### [WHAT TO PRODUCE]
Each line of the entries below that holds "Linux" is needed, copied in full.

--------------------------------------------------

// ChapterFetch - Segmented Audiobook Chapter Downloader
// Copyright (C) 2026 ChapterFetch Contributors
//
// This program is free software: you can redistribute it and/or modify
// it under the terms of the GNU General Public License as published by
// the Free Software Foundation, either version 3 of the License, or
// (at your option) any later version.
//
// This program is distributed in the hope that it will be useful,
// but WITHOUT ANY WARRANTY; without even the implied warranty of
// MERCHANTABILITY or FITNESS FOR A PARTICULAR PURPOSE. See the
// GNU General Public License for more details.
//
// You should have received a copy of the GNU General Public License
// along with this program. If not, see <https://www.gnu.org/licenses/>.


//! Per-run request session
//!
//! Hosts that serve chapter manifests gate segment access behind a
//! `Referer` plus per-playback headers handed out by the player page
//! (`x-playback-token`, `x-audiobook-id`). [`Session`] carries that header
//! set and the per-request timeout; it is owned by the scheduler and handed
//! down to the manifest resolver and segment fetcher, so no request state
//! lives in globals and two runs never share hidden session data.

use rand::seq::SliceRandom;
use serde::{Deserialize, Serialize};
use std::collections::HashMap;
use std::time::Duration;
use url::Url;

/// Default per-request timeout, matching the original player's segment
/// request budget.
pub const DEFAULT_REQUEST_TIMEOUT: Duration = Duration::from_secs(10);

/// Browser user-agent pool for rotation when the caller supplies none.
const USER_AGENTS: &[&str] = &[
    // Chrome (Windows)
    "Mozilla/5.0 (Windows NT 10.0; Win64; x64) AppleWebKit/537.36 \
     (KHTML, like Gecko) Chrome/120.0.0.0 Safari/537.36",
    // Chrome (Linux)
    "Mozilla/5.0 (X11; Linux x86_64) AppleWebKit/537.36 \
     (KHTML, like Gecko) Chrome/118.0.5993.70 Safari/537.36",
    // Chrome (MacOS)
    "Mozilla/5.0 (Macintosh; Intel Mac OS X 13_2_0) AppleWebKit/537.36 \
     (KHTML, like Gecko) Chrome/121.0.0.0 Safari/537.36",
    // Firefox (Windows)
    "Mozilla/5.0 (Windows NT 10.0; Win64; x64; rv:122.0) \
     Gecko/20100101 Firefox/122.0",
    // Firefox (Linux)
    "Mozilla/5.0 (X11; Ubuntu; Linux x86_64; rv:121.0) \
     Gecko/20100101 Firefox/121.0",
    // Safari (MacOS)
    "Mozilla/5.0 (Macintosh; Intel Mac OS X 14_1_0) AppleWebKit/605.1.15 \
     (KHTML, like Gecko) Version/17.1 Safari/605.1.15",
];

/// Session configuration
///
/// Produced by whatever acquired the playback page (out of scope here);
/// consumed by [`Session::new`].
#[derive(Debug, Clone, Serialize, Deserialize)]
pub struct SessionConfig {
    /// Page URL the chapter list came from; sent as `Referer`
    pub referer: String,

    /// Per-playback token from the player page, if the host requires one
    pub playback_token: Option<String>,

    /// Audiobook id from the player page, if the host requires one
    pub book_id: Option<String>,

    /// Explicit user agent; a pooled browser agent is chosen when absent
    pub user_agent: Option<String>,

    /// Per-request timeout for manifest and segment fetches
    #[serde(default = "default_timeout")]
    pub request_timeout: Duration,
}

fn default_timeout() -> Duration {
    DEFAULT_REQUEST_TIMEOUT
}

impl Default for SessionConfig {
    fn default() -> Self {
        Self {
            referer: String::new(),
            playback_token: None,
            book_id: None,
            user_agent: None,
            request_timeout: DEFAULT_REQUEST_TIMEOUT,
        }
    }
}

/// Immutable header set + timeout for one pipeline run
#[derive(Debug, Clone)]
pub struct Session {
    headers: HashMap<String, String>,
    request_timeout: Duration,
}

impl Session {
    /// Build the session header set from a config.
    ///
    /// `Origin` is derived from the referer's scheme and host; headers whose
    /// source value is absent are simply omitted.
    pub fn new(config: SessionConfig) -> Self {
        let mut headers = HashMap::new();
        headers.insert("accept".to_string(), "*/*".to_string());

        let user_agent = config.user_agent.unwrap_or_else(|| {
            USER_AGENTS
                .choose(&mut rand::thread_rng())
                .copied()
                .unwrap_or(USER_AGENTS[0])
                .to_string()
        });
        headers.insert("user-agent".to_string(), user_agent);

        if !config.referer.is_empty() {
            headers.insert("referer".to_string(), config.referer.clone());
            if let Some(origin) = origin_of(&config.referer) {
                headers.insert("origin".to_string(), origin);
            }
        }
        if let Some(token) = config.playback_token {
            headers.insert("x-playback-token".to_string(), token);
        }
        if let Some(book_id) = config.book_id {
            headers.insert("x-audiobook-id".to_string(), book_id);
        }

        Self {
            headers,
            request_timeout: config.request_timeout,
        }
    }

    /// Request headers for manifest and segment fetches
    pub fn headers(&self) -> &HashMap<String, String> {
        &self.headers
    }

    /// Per-request timeout
    pub fn request_timeout(&self) -> Duration {
        self.request_timeout
    }
}

/// `scheme://host[:port]` of a URL, or None when it doesn't parse
fn origin_of(url: &str) -> Option<String> {
    let parsed = Url::parse(url).ok()?;
    let host = parsed.host_str()?;
    let origin = match parsed.port() {
        Some(port) => format!("{}://{}:{}", parsed.scheme(), host, port),
        None => format!("{}://{}", parsed.scheme(), host),
    };
    Some(origin)
}

#[cfg(test)]
mod tests {
    use super::*;

    #[test]
    fn builds_full_header_set() {
        let session = Session::new(SessionConfig {
            referer: "https://tokybook.com/post/some-book".to_string(),
            playback_token: Some("tok123".to_string()),
            book_id: Some("42".to_string()),
            user_agent: Some("test-agent/1.0".to_string()),
            request_timeout: Duration::from_secs(5),
        });

        let headers = session.headers();
        assert_eq!(
            headers.get("referer").map(String::as_str),
            Some("https://tokybook.com/post/some-book")
        );
        assert_eq!(
            headers.get("origin").map(String::as_str),
            Some("https://tokybook.com")
        );
        assert_eq!(headers.get("x-playback-token").map(String::as_str), Some("tok123"));
        assert_eq!(headers.get("x-audiobook-id").map(String::as_str), Some("42"));
        assert_eq!(headers.get("user-agent").map(String::as_str), Some("test-agent/1.0"));
        assert_eq!(session.request_timeout(), Duration::from_secs(5));
    }

    #[test]
    fn picks_pooled_user_agent_when_unset() {
        let session = Session::new(SessionConfig::default());
        let ua = session.headers().get("user-agent").unwrap();
        assert!(USER_AGENTS.contains(&ua.as_str()));
    }

    #[test]
    fn omits_optional_headers_when_absent() {
        let session = Session::new(SessionConfig::default());
        assert!(!session.headers().contains_key("referer"));
        assert!(!session.headers().contains_key("x-playback-token"));
        assert!(!session.headers().contains_key("x-audiobook-id"));
    }
}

--------------------------------------------------

### [REPLY TO THE TASK]
    // Chrome (Linux)
    "Mozilla/5.0 (X11; Linux x86_64) AppleWebKit/537.36 \
    // Firefox (Linux)
    "Mozilla/5.0 (X11; Ubuntu; Linux x86_64; rv:121.0) \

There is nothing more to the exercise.